Configuring Monit: a free system monitoring and recovery tool

Why Monit?

One morning, I went on-line to check my WordPress website. Lo and behold, I saw this error: 'Error establishing a database connection.' My website had been down for 4 hours, luckily in the middle of the night.

I used a free website monitoring service called StatusCake. Sure enough, it did send me an email alerting me about this problem. But, sending an email at 2am was not helpful in solving the problem. What I really needed was a tool that not only detected when the database process went down, but would also restart the process without human intervention. Monit is such a tool.
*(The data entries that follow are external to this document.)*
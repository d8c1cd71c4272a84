//! 通知事件边界
//!
//! 评测流程中产生的事件：记录日志、写入通知出站表，并广播给进程内订阅者。
//! 通知的格式化与投递（邮件等）不在本服务内完成。

use std::sync::Arc;

use serde::Serialize;
use tokio::sync::broadcast;
use tracing::{debug, info, warn};

use crate::models::notifications::entities::NewNotification;
use crate::storage::Storage;

/// 默认广播缓冲区大小
pub const DEFAULT_CHANNEL_CAPACITY: usize = 256;

#[derive(Debug, Clone, PartialEq, Serialize)]
#[serde(tag = "event", rename_all = "snake_case")]
pub enum GradingEvent {
    AssignmentCreated {
        assignment_id: i64,
        class_id: i64,
        teacher_id: i64,
        title: String,
    },
    SubmissionCreated {
        submission_id: i64,
        assignment_id: i64,
        question_id: i64,
        student_id: i64,
    },
    EvaluationCompleted {
        evaluation_id: i64,
        submission_id: i64,
        assignment_id: i64,
        student_id: i64,
        score: i64,
    },
}

impl GradingEvent {
    pub fn event_type(&self) -> &'static str {
        match self {
            GradingEvent::AssignmentCreated { .. } => "assignment_created",
            GradingEvent::SubmissionCreated { .. } => "submission_created",
            GradingEvent::EvaluationCompleted { .. } => "evaluation_completed",
        }
    }

    /// 关联对象 (类型, ID)
    pub fn reference(&self) -> (&'static str, i64) {
        match self {
            GradingEvent::AssignmentCreated { assignment_id, .. } => ("assignment", *assignment_id),
            GradingEvent::SubmissionCreated { submission_id, .. } => ("submission", *submission_id),
            GradingEvent::EvaluationCompleted { evaluation_id, .. } => {
                ("ai_evaluation", *evaluation_id)
            }
        }
    }
}

/// 事件分发器
///
/// `dispatch` 永不返回错误，失败只记录日志，不影响触发事件的操作。
#[derive(Clone)]
pub struct EventDispatcher {
    storage: Arc<dyn Storage>,
    sender: broadcast::Sender<GradingEvent>,
}

impl EventDispatcher {
    pub fn new(storage: Arc<dyn Storage>, capacity: usize) -> Self {
        let (sender, _) = broadcast::channel(capacity.max(1));
        Self { storage, sender }
    }

    pub fn subscribe(&self) -> broadcast::Receiver<GradingEvent> {
        self.sender.subscribe()
    }

    pub async fn dispatch(&self, event: GradingEvent) {
        let (reference_type, reference_id) = event.reference();
        info!(
            "Dispatching {} event for {} {}",
            event.event_type(),
            reference_type,
            reference_id
        );

        let payload = match serde_json::to_value(&event) {
            Ok(payload) => payload,
            Err(e) => {
                warn!("Failed to serialize {} event: {}", event.event_type(), e);
                serde_json::Value::Null
            }
        };

        if let Err(e) = self
            .storage
            .record_notification(NewNotification {
                event_type: event.event_type().to_string(),
                reference_type: reference_type.to_string(),
                reference_id,
                payload,
            })
            .await
        {
            warn!(
                "Failed to record {} notification for {} {}: {}",
                event.event_type(),
                reference_type,
                reference_id,
                e
            );
        }

        // 没有订阅者时 send 返回错误，属于正常情况
        if self.sender.send(event).is_err() {
            debug!("No in-process subscribers for grading events");
        }
    }
}

#[cfg(test)]
mod tests {
    use super::*;
    use crate::models::notifications::requests::NotificationListQuery;
    use crate::storage::sea_orm_storage::memory_storage;

    #[test]
    fn test_event_type_and_reference() {
        let event = GradingEvent::EvaluationCompleted {
            evaluation_id: 7,
            submission_id: 3,
            assignment_id: 1,
            student_id: 42,
            score: 9,
        };
        assert_eq!(event.event_type(), "evaluation_completed");
        assert_eq!(event.reference(), ("ai_evaluation", 7));

        let payload = serde_json::to_value(&event).unwrap();
        assert_eq!(payload["event"], "evaluation_completed");
        assert_eq!(payload["score"], 9);
    }

    #[tokio::test]
    async fn test_dispatch_records_and_broadcasts() {
        let storage: Arc<dyn Storage> = Arc::new(memory_storage().await);
        let dispatcher = EventDispatcher::new(storage.clone(), DEFAULT_CHANNEL_CAPACITY);
        let mut receiver = dispatcher.subscribe();

        let event = GradingEvent::SubmissionCreated {
            submission_id: 5,
            assignment_id: 1,
            question_id: 2,
            student_id: 42,
        };
        dispatcher.dispatch(event.clone()).await;

        assert_eq!(receiver.recv().await.unwrap(), event);

        let rows = storage
            .list_notifications(NotificationListQuery {
                reference_type: Some("submission".to_string()),
                reference_id: Some(5),
                event_type: None,
            })
            .await
            .unwrap();
        assert_eq!(rows.len(), 1);
        assert_eq!(rows[0].event_type, "submission_created");
        assert_eq!(rows[0].payload["student_id"], 42);
    }

    #[tokio::test]
    async fn test_dispatch_without_subscribers_does_not_fail() {
        let storage: Arc<dyn Storage> = Arc::new(memory_storage().await);
        let dispatcher = EventDispatcher::new(storage.clone(), 1);

        dispatcher
            .dispatch(GradingEvent::AssignmentCreated {
                assignment_id: 1,
                class_id: 2,
                teacher_id: 3,
                title: "Loops".to_string(),
            })
            .await;

        let rows = storage
            .list_notifications(NotificationListQuery::default())
            .await
            .unwrap();
        assert_eq!(rows.len(), 1);
    }
}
For the rest of this post, I assume you want Monit to monitor a LAMP server (Linux, Apache2, MySQL, PHP).

Install Monit.

To install Monit on Debian or Ubuntu, execute this command:

$ sudo apt-get install monit

As part of the installation, a monit service is created:

$ sudo chkconfig --list | grep -i monit  
monit       0:off  1:off  2:on   3:on   4:on   5:on   6:off

Configure Monit

The main Monit configuration file is /etc/monit/monitrc. To edit it, you need sudo privileges.

$ sudo vi /etc/monit/monitrc

After you make a change to the file, follow these steps to bring it into effect:

  1. Validate configuration file syntax.

    $ sudo monit -t
    

    If no error is returned, proceed to next step.

  2. Restart Monit.

    $ sudo service monit restart
    

Global settings

The key global settings to customize are:

  • Test interval

    By default, Monit checks your system at 2-minute intervals. To customize the interval, change the value (from 120) in the following statement. The unit of measure is seconds.

    set daemon 120
    
  • Log file location

    You can specify whether Monit logs to syslog or a log file of your choice.

    # set logfile syslog facility log_daemon  
    set logfile /var/log/monit.log
    
  • Mail server

    Specify a mail server for Monit to send email alerts. I set up exim4 as an SMTP server on the localhost. For instructions, refer to my previous post.

    set mailserver localhost
    
  • Email format

    Hopefully, you won't receive many alert emails, but when you do, you want the maximum information about the potential problem. The default email format contains all the information known to Monit, but you may customize the format in which the information is delivered. To customize, use the set mail-format statement.

    set mail-format {  
        from:     monit@$HOST  
        subject:  monit alert --  $EVENT $SERVICE  
        message:  $EVENT Service $SERVICE  
                  at $DATE  
                  on $HOST 
                  $ACTION  
                  $DESCRIPTION  
                  Your faithful employee,  
                  Monit  
    }
    

    For a description of the set mail-format statement, click here.

  • Global alerts

    If any actionable event occurs, Monit sends an email alert to a predefined address list. Each email address is defined using the set alert statement.

    set alert root@localhost not on { instance, action }
    

    In the above example, root@localhost is the email recipient. Please refer to my earlier post about redirecting local emails to a remote email account.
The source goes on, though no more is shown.